Sunday, June 24, 2018

Thank you, Andy!

Andy and I worked together 30+ years ago and would often share stories over lunch. He was 15 years older than me and was a great source of advice early in my career, and a ballast for some early turbulent days on the job.

He also introduced me to Iyengar yoga on a few of those lunches, where we went to a nearby gym and he taught me the virtues of tadasana, finding balance on the heels and balls of my feet, holding my shoulders back and lifting my chest  Those lunchtime lessons had a profound effect, and although we lost touch, when I was looking to find a yoga teacher, I sought out someone who specialized in the Iyengar method.

We bumped into each other fifteen years later at the Yoga Centre, when I went to buy some wooden yoga blocks for home practice. He was looking forward to retiring from his government job so he could go into teaching yoga full time. And when life's turns brought me back to YCT as a student, I sought out his classes. On many Thursday nights I appreciated his acerbic wit and irreverent approach, and took a few workshops with him. When he decided to retire from teaching I asked for his phone number so I could take him out for a beer.

That little slip of paper stayed in my wallet for a number of years, and I came close to calling the number but never did. At the gala this year, I asked Stephanie how he was, because I knew they kept in touch. He was not doing well. In fact, he was battling cancer and in palliative care, but was taking visitors.

When I visited him, I was happy to see the Andy I remembered - wearing a long white beard, looking for all the world like a yogi reclined in a hospital bed. We caught up with each other, and swapped stories. Patricia, his wife, in their back garden, peeked from behind an arbour and raised a glass of wine in a photo.
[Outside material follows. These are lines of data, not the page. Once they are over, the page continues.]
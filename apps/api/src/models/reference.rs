//! Reference values, as written by the API and as found on disk.

use bson::{oid::ObjectId, Bson};
use thiserror::Error;

#[derive(Debug, Error, PartialEq)]
#[error("'{0}' is not a valid id")]
pub struct InvalidId(pub String);

/// Parses a 24-character hex id.
pub fn parse_object_id(raw: &str) -> Result<ObjectId, InvalidId> {
    ObjectId::parse_str(raw.trim()).map_err(|_| InvalidId(raw.to_string()))
}

/// A reference as accepted from a client: either nothing, or a decodable id.
/// Whether the target exists is never checked.
#[derive(Debug, Clone, Copy, PartialEq, Eq)]
pub enum Reference {
    Absent,
    Id(ObjectId),
}

impl Reference {
    /// `None` and blank strings mean "no reference".
    pub fn parse(raw: Option<&str>) -> Result<Self, InvalidId> {
        match raw.map(str::trim) {
            None | Some("") => Ok(Reference::Absent),
            Some(value) => parse_object_id(value).map(Reference::Id),
        }
    }

    pub fn id(self) -> Option<ObjectId> {
        match self {
            Reference::Absent => None,
            Reference::Id(id) => Some(id),
        }
    }
}

/// A key to try against a target collection's `_id`.
#[derive(Debug, Clone, PartialEq)]
pub enum LookupKey {
    Id(ObjectId),
    Raw(String),
}

impl LookupKey {
    pub fn to_bson(&self) -> Bson {
        match self {
            LookupKey::Id(id) => Bson::ObjectId(*id),
            LookupKey::Raw(raw) => Bson::String(raw.clone()),
        }
    }
}

/// Ordered keys to try for a stored reference value.
///
/// Older documents hold references as plain strings. A string that decodes
/// as an id is tried structured first, then verbatim; anything else that is
/// not an id or a string has no candidates.
pub fn lookup_candidates(stored: Option<&Bson>) -> Vec<LookupKey> {
    match stored {
        Some(Bson::ObjectId(id)) => vec![LookupKey::Id(*id)],
        Some(Bson::String(raw)) if !raw.trim().is_empty() => match parse_object_id(raw) {
            Ok(id) => vec![LookupKey::Id(id), LookupKey::Raw(raw.clone())],
            Err(_) => vec![LookupKey::Raw(raw.clone())],
        },
        _ => Vec::new(),
    }
}

/// Wire form of a stored id: hex for structured ids, the string itself for
/// legacy string ids, `None` otherwise.
pub fn render_id(stored: Option<&Bson>) -> Option<String> {
    match stored {
        Some(Bson::ObjectId(id)) => Some(id.to_hex()),
        Some(Bson::String(raw)) => Some(raw.clone()),
        _ => None,
    }
}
She had died a few years before and he still missed her. He talked about travels with his nieces and nephews.

I visited a few more times. I asked him for advice about preparing for retirement, and he talked about Steven Covey and 7 Habits and how a holistic view of all dimensions of a person - physical, spiritual, intellectual, social should all be taken into account, and not to neglect those dimensions. What is work giving you, beyond the pay check, that may need to be fulfilled?
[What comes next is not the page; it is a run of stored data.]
use axum::{
    extract::{Path, State},
    http::StatusCode,
    Json,
};
use serde::Deserialize;
use serde_json::Value;

use crate::errors::AppError;
use crate::models::documents::IdentityDoc;
use crate::models::kinds::EntityKind;
use crate::mutation::gateway;
use crate::mutation::validation::{check_signature, parse_reference, require_text};
use crate::routes::companies::FieldRefBody;
use crate::routes::shared::{self, DescriptionBody, NameBody};
use crate::state::AppState;

#[derive(Debug, Deserialize)]
pub struct CreateIdentityRequest {
    #[serde(default)]
    pub identity: String,
    #[serde(default)]
    pub name: String,
    #[serde(default)]
    pub description: String,
    #[serde(default)]
    pub html_signature: String,
    #[serde(default, rename = "fieldId", alias = "field_id")]
    pub field_id: Option<String>,
}

#[derive(Debug, Deserialize)]
pub struct IdentityBody {
    #[serde(default)]
    pub identity: String,
}

#[derive(Debug, Deserialize)]
pub struct SignatureBody {
    #[serde(default)]
    pub html_signature: String,
}

/// GET /api/identities
pub async fn handle_list_identities(
    State(state): State<AppState>,
) -> Result<Json<Value>, AppError> {
    shared::list(&state, EntityKind::Identity).await
}

/// POST /api/identities
pub async fn handle_create_identity(
    State(state): State<AppState>,
    Json(req): Json<CreateIdentityRequest>,
) -> Result<(StatusCode, Json<Value>), AppError> {
    check_signature(&req.html_signature)?;
    let document = IdentityDoc {
        identity: require_text("identity", req.identity)?,
        name: req.name,
        description: req.description,
        html_signature: req.html_signature,
        field: parse_reference("fieldId", req.field_id.as_deref())?.id(),
    };
    let created = gateway::create(&state.store, document).await?;
    Ok(shared::created(&state, &created))
}

/// GET /api/identities/:id
pub async fn handle_get_identity(
    State(state): State<AppState>,
    Path(id): Path<String>,
) -> Result<Json<Value>, AppError> {
    shared::single(&state, EntityKind::Identity, &id).await
}

/// PUT /api/identities/:id/identity
pub async fn handle_update_identity_text(
    State(state): State<AppState>,
    Path(id): Path<String>,
    Json(req): Json<IdentityBody>,
) -> Result<Json<Value>, AppError> {
    let identity = require_text("identity", req.identity)?;
    shared::update(&state, EntityKind::Identity, &id, "identity", identity).await
}

/// PUT /api/identities/:id/name
pub async fn handle_update_identity_name(
    State(state): State<AppState>,
    Path(id): Path<String>,
    Json(req): Json<NameBody>,
) -> Result<Json<Value>, AppError> {
    shared::update(&state, EntityKind::Identity, &id, "name", req.name).await
}

/// PUT /api/identities/:id/description
pub async fn handle_update_identity_description(
    State(state): State<AppState>,
    Path(id): Path<String>,
    Json(req): Json<DescriptionBody>,
) -> Result<Json<Value>, AppError> {
    shared::update(&state, EntityKind::Identity, &id, "description", req.description).await
}

/// PUT /api/identities/:id/signature
pub async fn handle_update_identity_signature(
    State(state): State<AppState>,
    Path(id): Path<String>,
    Json(req): Json<SignatureBody>,
) -> Result<Json<Value>, AppError> {
    check_signature(&req.html_signature)?;
    shared::update(&state, EntityKind::Identity, &id, "html_signature", req.html_signature).await
}

/// PUT /api/identities/:id/field
pub async fn handle_associate_identity_field(
    State(state): State<AppState>,
    Path(id): Path<String>,
    Json(req): Json<FieldRefBody>,
) -> Result<Json<Value>, AppError> {
    shared::associate(&state, EntityKind::Identity, &id, "field", req.field_id.as_deref()).await
}

/// DELETE /api/identities/:id
pub async fn handle_delete_identity(
    State(state): State<AppState>,
    Path(id): Path<String>,
) -> Result<Json<Value>, AppError> {
    shared::remove(&state, EntityKind::Identity, &id).await
}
There were always visitors in Andy's room. Family, friends. I bumped into people from the yoga centre. Andy didn't complain and spoke highly of everyone at the hospital, but he did say although the food wasn't bad, it wasn't great either. He enjoyed sushi and it was often in the room or on order, and I even brought some it along once, in lieu of flowers.

Treatment continued. Weeks went by. He learned he would never have full mobility and would be paralyzed from the waist down. He tried to plan ahead for the day he would be released from palliative care, and then realized that day wouldn't come.

Jane told me on a Friday, the last day of a yoga workshop, that Andy had made the decision to end his life the following Monday. I went to visit him that afternoon. I brought an audio speaker so I could play him a Monty Python song I thought would suit his irreverent spirit - "Always look on the Bright Side of Life." He smiled when I played it, and closed his eyes and listened, and when the words of the song came to, "Always look on the bright side of death, just before you draw your terminal breath," I realized that really was Andy, an eternal optimist. I put my hand over his and said, 'thank you.'

He died of natural causes the following day, lethal injection not necessary.

His funeral was the following week. There were many of us there from the yoga studio as he taught and mentored both students and teachers. There were also his family, his neighbours, his friends, people from the train club, wood workshop buddies, and someone from the Bladder Cancer Society. People got up to speak and tell stories of the time they spent with Andy and what a difference he had made in their lives. As they spoke I came to know more aspects of his person.

He was a man of many dimensions and led a full life. For his train buddies, he had become President of their association for a number of years. For nieces and nephews, he had introduced them to travel, ideas, and good food. For neighbours, he had provided a place to come together and share stories and drinks. He had become a spokesperson and ambassador for the Bladder Cancer Society and helped inspire and support others.

I am grateful we had a chance to connect again and I was able to learn more about his world and passions.

He introduced me to Iyengar yoga, and I will always be grateful I had a chance to let him know it made such a strong and lasting impact, and to thank him in person.